- _What you have to do_
Go through the records and count every line that holds "SettingsService". Only the number belongs in the reply.

- _Listed records_
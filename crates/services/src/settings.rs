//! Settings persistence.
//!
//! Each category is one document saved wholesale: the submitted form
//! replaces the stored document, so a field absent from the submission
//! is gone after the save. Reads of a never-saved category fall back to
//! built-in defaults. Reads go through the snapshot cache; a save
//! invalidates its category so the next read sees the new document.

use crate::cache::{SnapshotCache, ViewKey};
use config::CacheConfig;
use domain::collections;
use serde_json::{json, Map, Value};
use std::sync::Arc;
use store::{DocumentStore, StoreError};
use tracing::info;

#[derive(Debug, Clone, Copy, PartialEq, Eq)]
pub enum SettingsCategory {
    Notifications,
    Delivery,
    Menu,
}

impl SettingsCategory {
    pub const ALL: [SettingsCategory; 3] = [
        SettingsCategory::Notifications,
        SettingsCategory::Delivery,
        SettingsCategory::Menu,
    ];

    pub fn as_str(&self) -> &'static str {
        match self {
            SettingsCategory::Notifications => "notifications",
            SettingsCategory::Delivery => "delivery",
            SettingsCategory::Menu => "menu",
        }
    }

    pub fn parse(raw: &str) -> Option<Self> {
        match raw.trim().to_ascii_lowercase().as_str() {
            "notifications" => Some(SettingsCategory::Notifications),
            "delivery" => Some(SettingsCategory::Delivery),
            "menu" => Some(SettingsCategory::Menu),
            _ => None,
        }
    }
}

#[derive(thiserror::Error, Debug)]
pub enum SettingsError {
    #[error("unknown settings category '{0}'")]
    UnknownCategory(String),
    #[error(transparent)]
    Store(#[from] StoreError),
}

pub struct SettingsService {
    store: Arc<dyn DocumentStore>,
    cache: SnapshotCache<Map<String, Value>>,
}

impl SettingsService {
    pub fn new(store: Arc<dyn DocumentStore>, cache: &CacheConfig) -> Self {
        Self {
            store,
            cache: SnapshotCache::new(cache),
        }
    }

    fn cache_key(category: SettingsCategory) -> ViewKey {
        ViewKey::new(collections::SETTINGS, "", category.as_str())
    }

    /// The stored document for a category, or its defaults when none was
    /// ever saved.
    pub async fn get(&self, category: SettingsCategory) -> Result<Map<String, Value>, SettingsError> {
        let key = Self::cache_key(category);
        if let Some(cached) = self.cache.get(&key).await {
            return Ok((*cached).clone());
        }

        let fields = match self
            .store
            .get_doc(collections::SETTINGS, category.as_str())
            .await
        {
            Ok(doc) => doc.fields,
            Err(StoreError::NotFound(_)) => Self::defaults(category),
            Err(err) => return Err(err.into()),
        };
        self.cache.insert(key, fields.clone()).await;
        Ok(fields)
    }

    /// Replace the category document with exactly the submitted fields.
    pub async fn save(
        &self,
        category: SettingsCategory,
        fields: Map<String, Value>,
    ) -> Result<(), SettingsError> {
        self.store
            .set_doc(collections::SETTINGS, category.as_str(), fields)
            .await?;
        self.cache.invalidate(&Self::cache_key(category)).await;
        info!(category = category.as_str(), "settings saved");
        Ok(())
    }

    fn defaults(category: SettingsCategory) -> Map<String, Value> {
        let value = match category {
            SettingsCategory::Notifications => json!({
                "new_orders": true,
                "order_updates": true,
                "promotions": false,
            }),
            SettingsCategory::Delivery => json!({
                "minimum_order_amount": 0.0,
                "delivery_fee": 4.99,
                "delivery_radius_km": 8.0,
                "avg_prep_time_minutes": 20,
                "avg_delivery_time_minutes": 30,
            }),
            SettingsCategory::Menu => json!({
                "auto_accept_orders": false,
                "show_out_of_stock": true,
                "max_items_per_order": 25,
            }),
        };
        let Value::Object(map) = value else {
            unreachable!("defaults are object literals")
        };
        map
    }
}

- _Answer box_
2